_INPUT FOR THIS TASK_
== Segment start ==

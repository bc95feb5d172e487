use super::{UNSCHEDULED_TIME, field, fill_template, format_usd, option_blocks};
use crate::client::{ChatBackend, GenerationOptions, LlmClient, LlmConfig, generate};
use crate::error::GenerationError;
use chrono::NaiveDate;
use serde::{Deserialize, Serialize};
use tracing::info;
use tripweave_core::{DEFAULT_NIGHTLY_RATE, HotelDetails, ItemDetails, ItineraryItem};

pub const TAX_RATE: f64 = 0.15;
pub const RESORT_FEE_PER_NIGHT: f64 = 25.0;
pub const SERVICE_FEE: f64 = 50.0;

/// Nights priced when no stay dates are known.
const DEFAULT_STAY_NIGHTS: f64 = 6.0;

#[derive(Debug, Clone, PartialEq, Serialize, Deserialize)]
#[serde(rename_all = "camelCase")]
pub struct HotelOption {
    pub id: String,
    pub name: String,
    pub description: String,
    /// Whole dollars; 0 when the model gave no usable rate.
    pub nightly_rate: u32,
    pub rating: f32,
    pub location: String,
    pub amenities: Vec<String>,
}

/// Whole-dollar part of a price like `$1,250.99`.
fn whole_dollars(text: &str) -> u32 {
    let integral = text.split('.').next().unwrap_or_default();
    let digits: String = integral.chars().filter(char::is_ascii_digit).collect();
    digits.parse().unwrap_or(0)
}

fn leading_number(text: &str) -> f32 {
    let number: String = text
        .trim()
        .chars()
        .take_while(|c| c.is_ascii_digit() || *c == '.')
        .collect();
    number.parse().unwrap_or(0.0)
}

impl HotelOption {
    fn from_block(index: usize, lines: &[String]) -> Self {
        Self {
            id: format!("hotel-{index}"),
            name: field(lines, 0, "Unknown Hotel"),
            description: field(lines, 1, "No description available"),
            nightly_rate: lines.get(2).map(|l| whole_dollars(l)).unwrap_or(0),
            rating: lines.get(3).map(|l| leading_number(l)).unwrap_or(0.0),
            location: field(lines, 4, "Unknown Location"),
            amenities: lines
                .get(5)
                .map(|l| {
                    l.split(',')
                        .map(str::trim)
                        .filter(|a| !a.is_empty())
                        .map(String::from)
                        .collect()
                })
                .unwrap_or_default(),
        }
    }

    fn rate_or_default(&self) -> f64 {
        if self.nightly_rate > 0 {
            f64::from(self.nightly_rate)
        } else {
            DEFAULT_NIGHTLY_RATE
        }
    }

    /// Unpinned hotel item. With stay dates the price is the full stay
    /// total; without, a six-night estimate.
    pub fn into_item(self, stay: Option<(NaiveDate, NaiveDate)>) -> ItineraryItem {
        let rate = self.rate_or_default();
        let (check_in, check_out, price) = match stay {
            Some((check_in, check_out)) => (
                Some(check_in.format("%Y-%m-%d").to_string()),
                Some(check_out.format("%Y-%m-%d").to_string()),
                format_usd(calculate_total_price(
                    Some(rate),
                    Some(check_in),
                    Some(check_out),
                )),
            ),
            None => (None, None, format_usd(rate * DEFAULT_STAY_NIGHTS)),
        };

        ItineraryItem::new(
            self.name,
            UNSCHEDULED_TIME,
            ItemDetails::Hotel(HotelDetails {
                check_in,
                check_out,
                nightly_rate: Some(rate),
                price: Some(price),
            }),
        )
        .with_description(self.description)
    }
}

/// Total for a stay: rate × nights, plus tax, a per-night resort fee and
/// a one-off service fee.
///
/// Missing or non-positive rates fall back to the default nightly rate;
/// missing or inverted dates count as one night.
pub fn calculate_total_price(
    nightly_rate: Option<f64>,
    check_in: Option<NaiveDate>,
    check_out: Option<NaiveDate>,
) -> f64 {
    let rate = nightly_rate
        .filter(|r| r.is_finite() && *r > 0.0)
        .unwrap_or(DEFAULT_NIGHTLY_RATE);
    let nights = match (check_in, check_out) {
        (Some(check_in), Some(check_out)) if check_in < check_out => {
            (check_out - check_in).num_days().max(1) as f64
        }
        _ => 1.0,
    };

    let subtotal = rate * nights;
    subtotal + subtotal * TAX_RATE + RESORT_FEE_PER_NIGHT * nights + SERVICE_FEE
}

pub(crate) fn hotel_prompt(location: &str) -> (String, String) {
    let instruction = fill_template(
        include_str!("../../prompts/hotels.md"),
        &[("location", location)],
    );
    (instruction, format!("Find hotels in {location}."))
}

pub(crate) fn parse_hotels(raw: &str) -> Vec<HotelOption> {
    option_blocks(raw)
        .iter()
        .enumerate()
        .map(|(i, lines)| HotelOption::from_block(i, lines))
        .collect()
}

pub async fn search_hotels(
    location: &str,
    config: LlmConfig,
) -> Result<Vec<HotelOption>, GenerationError> {
    let client = LlmClient::new(config);
    search_hotels_with_backend(&client, location, &GenerationOptions::search()).await
}

pub async fn search_hotels_with_backend(
    backend: &impl ChatBackend,
    location: &str,
    options: &GenerationOptions,
) -> Result<Vec<HotelOption>, GenerationError> {
    info!("Searching hotels in {}", location);
    let (instruction, data) = hotel_prompt(location);
    let raw = generate(backend, &instruction, &data, options).await?;
    let hotels = parse_hotels(&raw);
    info!("Found {} hotel options", hotels.len());
    Ok(hotels)
}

== Segment end ==

_DIRECTIONS FOR THIS TASK_
Each line of the data must be written out exactly as it appears.

_RESULT OF THE EXERCISE_
repository bc95feb5d172e487
use super::{UNSCHEDULED_TIME, field, fill_template, format_usd, option_blocks};
use crate::client::{ChatBackend, GenerationOptions, LlmClient, LlmConfig, generate};
use crate::error::GenerationError;
use chrono::NaiveDate;
use serde::{Deserialize, Serialize};
use tracing::info;
use tripweave_core::{DEFAULT_NIGHTLY_RATE, HotelDetails, ItemDetails, ItineraryItem};

pub const TAX_RATE: f64 = 0.15;
pub const RESORT_FEE_PER_NIGHT: f64 = 25.0;
pub const SERVICE_FEE: f64 = 50.0;

/// Nights priced when no stay dates are known.
const DEFAULT_STAY_NIGHTS: f64 = 6.0;

#[derive(Debug, Clone, PartialEq, Serialize, Deserialize)]
#[serde(rename_all = "camelCase")]
pub struct HotelOption {
    pub id: String,
    pub name: String,
    pub description: String,
    /// Whole dollars; 0 when the model gave no usable rate.
    pub nightly_rate: u32,
    pub rating: f32,
    pub location: String,
    pub amenities: Vec<String>,
}

/// Whole-dollar part of a price like `$1,250.99`.
fn whole_dollars(text: &str) -> u32 {
    let integral = text.split('.').next().unwrap_or_default();
    let digits: String = integral.chars().filter(char::is_ascii_digit).collect();
    digits.parse().unwrap_or(0)
}

fn leading_number(text: &str) -> f32 {
    let number: String = text
        .trim()
        .chars()
        .take_while(|c| c.is_ascii_digit() || *c == '.')
        .collect();
    number.parse().unwrap_or(0.0)
}

impl HotelOption {
    fn from_block(index: usize, lines: &[String]) -> Self {
        Self {
            id: format!("hotel-{index}"),
            name: field(lines, 0, "Unknown Hotel"),
            description: field(lines, 1, "No description available"),
            nightly_rate: lines.get(2).map(|l| whole_dollars(l)).unwrap_or(0),
            rating: lines.get(3).map(|l| leading_number(l)).unwrap_or(0.0),
            location: field(lines, 4, "Unknown Location"),
            amenities: lines
                .get(5)
                .map(|l| {
                    l.split(',')
                        .map(str::trim)
                        .filter(|a| !a.is_empty())
                        .map(String::from)
                        .collect()
                })
                .unwrap_or_default(),
        }
    }

    fn rate_or_default(&self) -> f64 {
        if self.nightly_rate > 0 {
            f64::from(self.nightly_rate)
        } else {
            DEFAULT_NIGHTLY_RATE
        }
    }

    /// Unpinned hotel item. With stay dates the price is the full stay
    /// total; without, a six-night estimate.
    pub fn into_item(self, stay: Option<(NaiveDate, NaiveDate)>) -> ItineraryItem {
        let rate = self.rate_or_default();
        let (check_in, check_out, price) = match stay {
            Some((check_in, check_out)) => (
                Some(check_in.format("%Y-%m-%d").to_string()),
                Some(check_out.format("%Y-%m-%d").to_string()),
                format_usd(calculate_total_price(
                    Some(rate),
                    Some(check_in),
                    Some(check_out),
                )),
            ),
            None => (None, None, format_usd(rate * DEFAULT_STAY_NIGHTS)),
        };

        ItineraryItem::new(
            self.name,
            UNSCHEDULED_TIME,
            ItemDetails::Hotel(HotelDetails {
                check_in,
                check_out,
                nightly_rate: Some(rate),
                price: Some(price),
            }),
        )
        .with_description(self.description)
    }
}

/// Total for a stay: rate × nights, plus tax, a per-night resort fee and
/// a one-off service fee.
///
/// Missing or non-positive rates fall back to the default nightly rate;
/// missing or inverted dates count as one night.
pub fn calculate_total_price(
    nightly_rate: Option<f64>,
    check_in: Option<NaiveDate>,
    check_out: Option<NaiveDate>,
) -> f64 {
    let rate = nightly_rate
        .filter(|r| r.is_finite() && *r > 0.0)
        .unwrap_or(DEFAULT_NIGHTLY_RATE);
    let nights = match (check_in, check_out) {
        (Some(check_in), Some(check_out)) if check_in < check_out => {
            (check_out - check_in).num_days().max(1) as f64
        }
        _ => 1.0,
    };

    let subtotal = rate * nights;
    subtotal + subtotal * TAX_RATE + RESORT_FEE_PER_NIGHT * nights + SERVICE_FEE
}

pub(crate) fn hotel_prompt(location: &str) -> (String, String) {
    let instruction = fill_template(
        include_str!("../../prompts/hotels.md"),
        &[("location", location)],
    );
    (instruction, format!("Find hotels in {location}."))
}

pub(crate) fn parse_hotels(raw: &str) -> Vec<HotelOption> {
    option_blocks(raw)
        .iter()
        .enumerate()
        .map(|(i, lines)| HotelOption::from_block(i, lines))
        .collect()
}

pub async fn search_hotels(
    location: &str,
    config: LlmConfig,
) -> Result<Vec<HotelOption>, GenerationError> {
    let client = LlmClient::new(config);
    search_hotels_with_backend(&client, location, &GenerationOptions::search()).await
}

pub async fn search_hotels_with_backend(
    backend: &impl ChatBackend,
    location: &str,
    options: &GenerationOptions,
) -> Result<Vec<HotelOption>, GenerationError> {
    info!("Searching hotels in {}", location);
    let (instruction, data) = hotel_prompt(location);
    let raw = generate(backend, &instruction, &data, options).await?;
    let hotels = parse_hotels(&raw);
    info!("Found {} hotel options", hotels.len());
    Ok(hotels)
}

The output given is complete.